Before analyzing target genome structural aberration and copy number variation (CNV) with ESP, the target genome is usually amplified and conserved with artificial chromosome construction. The classic strategy to construct an artificial chromosome is bacterial artificial chromosome (BAC). Basically, the target chromosome is randomly digested and inserted into plasmids which are transformed and cloned in bacteria. The size of fragments inserted is 150–350 kb. Another commonly used artificial chromosome is fosmid. The difference between BAC and fosmids is the size of the DNA inserted. Fosmids can only hold 40 kb DNA fragments, which allows a more accurate breakpoint determination.

== Structural aberration detection ==
End sequence profiling (ESP) can be used to detect structural variations such as insertions, deletions, and chromosomal rearrangement. Compare to other methods that look at chromosomal abnormalities, ESP is particularly useful to identify copy neutral abnormalities such as inversions and translocations that would not be apparent when looking at copy number variation. From the BAC library, both ends of the inserted fragments are sequenced using a sequencing platform. Detection of variations is then achieved by mapping the sequenced reads onto a reference genome.

=== Inversion and translocation ===
Inversions and translocations are relatively easy to detect by an invalid pair of sequenced-end. For instance, a translocation can be detected if the paired-ends are mapped onto different chromosomes on the reference genome. Inversion can be detected by divergent orientation of the reads, where the insert will have two plus-end or two minus-end.

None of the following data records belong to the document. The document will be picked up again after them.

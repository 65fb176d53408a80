//! World state of one session
//!
//! Players, live enemies, projectiles, the enemy pool and the archetype
//! registry. Enemies are keyed in a `BTreeMap` so every system iterates them
//! in the same order each tick.

use std::collections::{BTreeMap, VecDeque};

use serde::{Deserialize, Serialize};
use smallvec::SmallVec;
use tracing::{debug, warn};
use uuid::Uuid;

use crate::config::PoolConfig;
use crate::game::constants::{player, scaling};
use crate::game::cooldown::{Cooldown, CooldownScheduler};
use crate::game::definitions::{ArchetypeId, ArchetypeRegistry, EnemyTemplate, RangedProfile};
use crate::game::health::{HealthChange, HealthRecord};
use crate::game::pool::{EntityPool, Poolable, PooledInstance, ReleaseOutcome};
use crate::game::spatial::{EntityHandle, EntityRef, EntityResolver, SpatialEntity, SpatialGrid};
use crate::util::vec2::Vec2;

/// Unique player identifier
pub type PlayerId = Uuid;

/// Entity identifier for non-player entities
pub type EntityId = u64;

/// Encounter items a player can hold
#[derive(Debug, Clone, Copy, PartialEq, Eq, Hash, Serialize, Deserialize)]
pub enum ItemKind {
    BossSummon,
    PvpTrigger,
}

/// Indices into the upgrade definitions offered for one choice
pub type UpgradeOffer = SmallVec<[usize; 3]>;

#[derive(Debug, Clone)]
pub struct Player {
    pub id: PlayerId,
    pub name: String,
    pub position: Vec2,
    /// Last requested movement direction (length <= 1)
    pub move_direction: Vec2,
    pub speed: f32,
    pub radius: f32,
    pub health: HealthRecord,
    pub alive: bool,
    pub inventory: SmallVec<[ItemKind; player::INVENTORY_INLINE]>,
    pub pending_upgrades: VecDeque<UpgradeOffer>,
    /// Coins collected over the session
    pub coins: u32,
    /// Upgrade offers earned so far
    pub level: u32,
    /// Coins counted toward the next offer
    pub upgrade_progress: u32,
}

impl Player {
    pub fn new(id: PlayerId, name: String, position: Vec2) -> Self {
        Self {
            id,
            name,
            position,
            move_direction: Vec2::ZERO,
            speed: player::SPEED,
            radius: player::RADIUS,
            health: HealthRecord::new(player::MAX_HEALTH),
            alive: true,
            inventory: SmallVec::new(),
            pending_upgrades: VecDeque::new(),
            coins: 0,
            level: 0,
            upgrade_progress: 0,
        }
    }

    pub fn has_item(&self, item: ItemKind) -> bool {
        self.inventory.contains(&item)
    }

    /// Remove one `item` from the inventory; false if not held
    pub fn take_item(&mut self, item: ItemKind) -> bool {
        match self.inventory.iter().position(|held| *held == item) {
            Some(index) => {
                self.inventory.remove(index);
                true
            }
            None => false,
        }
    }
}

#[derive(Debug, Clone, Copy, PartialEq, Eq, Serialize, Deserialize)]
pub enum EnemyRole {
    /// Regular spawned or summoned unit
    Swarm,
    /// Driven by a boss controller instead of swarm behavior
    Boss,
}

#[derive(Debug, Clone)]
pub struct RangedState {
    pub profile: RangedProfile,
    pub cooldown: Cooldown,
}

/// A hostile body
#[derive(Debug, Clone)]
pub struct Enemy {
    pub position: Vec2,
    pub radius: f32,
    pub speed: f32,
    /// Contact damage per hit
    pub damage: f32,
    pub health: HealthRecord,
    pub role: EnemyRole,
    /// Called in by a boss attack; outside the spawner's population cap
    pub summoned: bool,
    pub target: Option<PlayerId>,
    pub retarget_timer: f32,
    pub contact_cooldowns: CooldownScheduler<PlayerId>,
    pub ranged: Option<RangedState>,
    /// Scales the coins this enemy drops
    pub loot_multiplier: f32,
}

/// Difficulty scaling applied to a freshly acquired enemy
#[derive(Debug, Clone, Copy, PartialEq)]
pub struct EnemyScaling {
    pub difficulty: f32,
    pub health_multiplier: f32,
    pub damage_multiplier: f32,
}

impl Poolable for Enemy {
    type Template = EnemyTemplate;

    fn allocate(template: &EnemyTemplate) -> Self {
        Self {
            position: Vec2::ZERO,
            radius: template.radius,
            speed: template.speed,
            damage: template.damage,
            health: HealthRecord::new(template.max_health),
            role: EnemyRole::Swarm,
            summoned: false,
            target: None,
            retarget_timer: 0.0,
            contact_cooldowns: CooldownScheduler::new(),
            ranged: template.ranged.clone().map(|profile| RangedState {
                profile,
                cooldown: Cooldown::ready(),
            }),
            loot_multiplier: 1.0,
        }
    }

    fn reset(&mut self, template: &EnemyTemplate, position: Vec2) {
        self.position = position;
        self.radius = template.radius;
        self.speed = template.speed;
        self.damage = template.damage;
        self.health.set_max(template.max_health);
        self.role = EnemyRole::Swarm;
        self.summoned = false;
        self.target = None;
        self.retarget_timer = 0.0;
        self.contact_cooldowns.clear();
        self.ranged = template.ranged.clone().map(|profile| RangedState {
            profile,
            cooldown: Cooldown::ready(),
        });
        self.loot_multiplier = 1.0;
    }
}

impl Enemy {
    /// Scale template stats by difficulty and wave multipliers
    pub fn apply_scaling(&mut self, template: &EnemyTemplate, scaling: EnemyScaling) {
        let d = scaling.difficulty.max(0.0);
        let bonus_health = (d * scaling::HEALTH_PER_DIFFICULTY * scaling.health_multiplier).round();
        self.health.set_max(template.max_health + bonus_health);

        let damage_factor = (1.0 + d * scaling::DAMAGE_PER_DIFFICULTY) * scaling.damage_multiplier;
        self.damage = (template.damage * damage_factor).round();
        if let Some(ranged) = &mut self.ranged {
            ranged.profile.damage = (ranged.profile.damage * damage_factor).round();
        }

        self.speed = template.speed / (1.0 + d * scaling::SPEED_LOSS_PER_DIFFICULTY);
        self.loot_multiplier = d;
    }
}

/// Who fired a projectile
#[derive(Debug, Clone, Copy, PartialEq, Eq, Serialize, Deserialize)]
pub enum ProjectileOwner {
    Player(PlayerId),
    /// Fired by an enemy or boss; hits players only
    Hostile(EntityId),
}

#[derive(Debug, Clone)]
pub struct Projectile {
    pub id: EntityId,
    pub owner: ProjectileOwner,
    pub position: Vec2,
    pub velocity: Vec2,
    pub radius: f32,
    pub damage: f32,
    /// Remaining lifetime in seconds
    pub lifetime: f32,
    /// Extra targets this projectile may pass through
    pub pierce_remaining: u32,
    /// Targets already hit; never hit twice
    pub hits: SmallVec<[EntityRef; 4]>,
}

impl Projectile {
    pub fn is_expired(&self) -> bool {
        self.lifetime <= 0.0
    }

    pub fn is_hostile(&self) -> bool {
        matches!(self.owner, ProjectileOwner::Hostile(_))
    }
}

/// What a pickup grants on contact
#[derive(Debug, Clone, Copy, PartialEq, Eq, Serialize, Deserialize)]
pub enum PickupKind {
    Coins(u32),
    Item(ItemKind),
}

/// Loot lying in the world until a player touches it
#[derive(Debug, Clone, Copy)]
pub struct Pickup {
    pub id: EntityId,
    pub position: Vec2,
    pub kind: PickupKind,
}

/// Parameters for a new projectile
#[derive(Debug, Clone, Copy)]
pub struct ProjectileSpec {
    pub owner: ProjectileOwner,
    pub position: Vec2,
    pub velocity: Vec2,
    pub radius: f32,
    pub damage: f32,
    pub lifetime: f32,
    pub pierce: u32,
}

/// Complete world state
pub struct GameState {
    pub tick: u64,
    /// Session seconds since start
    pub elapsed: f32,
    pub players: Vec<Player>,
    pub enemies: BTreeMap<EntityId, PooledInstance<Enemy>>,
    pub projectiles: Vec<Projectile>,
    pub pickups: Vec<Pickup>,
    pub pool: EntityPool<Enemy>,
    pub archetypes: ArchetypeRegistry,
    /// Rebuilt before every stage that runs proximity queries
    pub grid: SpatialGrid,
    /// Health changes not yet processed by the session
    pub damage_log: Vec<HealthChange>,
    pub pvp_active: bool,
    next_entity_id: EntityId,
}

impl GameState {
    /// Build the world and register every enemy archetype with the pool
    pub fn new(archetypes: ArchetypeRegistry, pool_config: &PoolConfig) -> Self {
        let mut pool = EntityPool::new(pool_config.max_pool_size);
        for (id, _) in archetypes.enemies() {
            pool.register(id);
        }
        for entry in &pool_config.prewarm {
            match archetypes.enemy(entry.archetype) {
                Some(template) => pool.prewarm(entry.archetype, template, entry.count),
                None => warn!(archetype = %entry.archetype, "Prewarm skipped: not an enemy archetype"),
            }
        }

        Self {
            tick: 0,
            elapsed: 0.0,
            players: Vec::new(),
            enemies: BTreeMap::new(),
            projectiles: Vec::new(),
            pickups: Vec::new(),
            pool,
            archetypes,
            grid: SpatialGrid::default(),
            damage_log: Vec::new(),
            pvp_active: false,
            next_entity_id: 1,
        }
    }

    /// Generate a new unique entity ID
    pub fn next_entity_id(&mut self) -> EntityId {
        let id = self.next_entity_id;
        self.next_entity_id += 1;
        id
    }

    pub fn get_player(&self, id: PlayerId) -> Option<&Player> {
        self.players.iter().find(|p| p.id == id)
    }

    pub fn get_player_mut(&mut self, id: PlayerId) -> Option<&mut Player> {
        self.players.iter_mut().find(|p| p.id == id)
    }

    pub fn alive_players(&self) -> impl Iterator<Item = &Player> {
        self.players.iter().filter(|p| p.alive)
    }

    pub fn alive_count(&self) -> usize {
        self.players.iter().filter(|p| p.alive).count()
    }

    pub fn add_player(&mut self, player: Player) {
        self.players.push(player);
    }

    pub fn remove_player(&mut self, id: PlayerId) -> Option<Player> {
        let index = self.players.iter().position(|p| p.id == id)?;
        Some(self.players.remove(index))
    }

    pub fn enemy(&self, id: EntityId) -> Option<&PooledInstance<Enemy>> {
        self.enemies.get(&id)
    }

    pub fn enemy_mut(&mut self, id: EntityId) -> Option<&mut PooledInstance<Enemy>> {
        self.enemies.get_mut(&id)
    }

    /// Live population as seen by the pool
    #[inline]
    pub fn live_enemy_count(&self) -> usize {
        self.pool.active_count()
    }

    /// Enemies counted against the spawner's cap: swarm units it placed itself.
    /// Bosses and boss summons are excluded.
    pub fn swarm_population(&self) -> usize {
        self.enemies
            .values()
            .filter(|e| e.active && e.body.role == EnemyRole::Swarm && !e.body.summoned)
            .count()
    }

    /// Acquire an enemy of `archetype` from the pool and place it in the world.
    ///
    /// Returns `None` (after logging) when the archetype is not a registered enemy.
    pub fn spawn_enemy(
        &mut self,
        archetype: ArchetypeId,
        position: Vec2,
        owner: Option<PlayerId>,
    ) -> Option<EntityId> {
        let Some(template) = self.archetypes.enemy(archetype) else {
            warn!(archetype = %archetype, "Spawn skipped: no enemy template");
            return None;
        };
        let handle = self.next_entity_id;
        self.next_entity_id += 1;

        let instance = self.pool.acquire(archetype, template, position, handle, owner);
        self.enemies.insert(handle, instance);
        debug!(entity = handle, archetype = %archetype, "Enemy spawned");
        Some(handle)
    }

    /// Remove an enemy from the world and hand it back to the pool
    pub fn despawn_enemy(&mut self, id: EntityId) -> Option<ReleaseOutcome> {
        let instance = self.enemies.remove(&id)?;
        Some(self.pool.release(instance))
    }

    pub fn add_projectile(&mut self, spec: ProjectileSpec) -> EntityId {
        let id = self.next_entity_id();
        self.projectiles.push(Projectile {
            id,
            owner: spec.owner,
            position: spec.position,
            velocity: spec.velocity,
            radius: spec.radius,
            damage: spec.damage,
            lifetime: spec.lifetime,
            pierce_remaining: spec.pierce,
            hits: SmallVec::new(),
        });
        id
    }

    /// Health record behind `target`, if it still exists
    pub fn health_mut(&mut self, target: EntityRef) -> Option<&mut HealthRecord> {
        match target {
            EntityRef::Player(id) => self.get_player_mut(id).map(|p| &mut p.health),
            EntityRef::Enemy(id) => self.enemies.get_mut(&id).map(|e| &mut e.body.health),
        }
    }

    /// Whether `target` exists and can still take damage
    pub fn is_targetable(&self, target: EntityRef) -> bool {
        self.resolve(target).map_or(false, |handle| handle.alive)
    }

    pub fn position_of(&self, target: EntityRef) -> Option<Vec2> {
        self.resolve(target).map(|handle| handle.position)
    }

    /// Rebuild the proximity grid from living players and enemies
    pub fn rebuild_spatial(&mut self) {
        let players = self
            .players
            .iter()
            .filter(|p| p.alive)
            .map(|p| SpatialEntity {
                id: EntityRef::Player(p.id),
                position: p.position,
                radius: p.radius,
            });
        let enemies = self
            .enemies
            .values()
            .filter(|e| e.active && !e.body.health.is_dead())
            .map(|e| SpatialEntity {
                id: EntityRef::Enemy(e.handle),
                position: e.body.position,
                radius: e.body.radius,
            });
        self.grid.rebuild(players.chain(enemies));
    }

    /// Alive player closest to `position`, ties going to the earlier player
    pub fn nearest_alive_player(&self, position: Vec2) -> Option<&Player> {
        let mut best: Option<(&Player, f32)> = None;
        for player in self.alive_players() {
            let dist_sq = player.position.distance_sq_to(position);
            match best {
                Some((_, best_sq)) if dist_sq >= best_sq => {}
                _ => best = Some((player, dist_sq)),
            }
        }
        best.map(|(player, _)| player)
    }
}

Chromosome rearrangements detected by ESP

=== Insertion and deletion ===
In the case of an insertion or a deletion, mapping of the paired-end is consistent with the reference genome. But the read are disconcordant in apparent size. The apparent size is the distance of the BAC sequenced-ends mapped in the reference genome. If a BAC has an insert of length (l), a concordant mapping will show a fragment of size (l) in the reference genome. If the paired-ends are closer than distance (l), an insertion is suspected in the sampled DNA. A distance of (l< μ-3σ) can be used as a cut-off to detect an insertion, where μ is the mean length of the insert and σ is the standard deviation. In case of a deletion, the paired-ends are mapped further away in the reference genome compared to the expected distance (l> μ-3σ).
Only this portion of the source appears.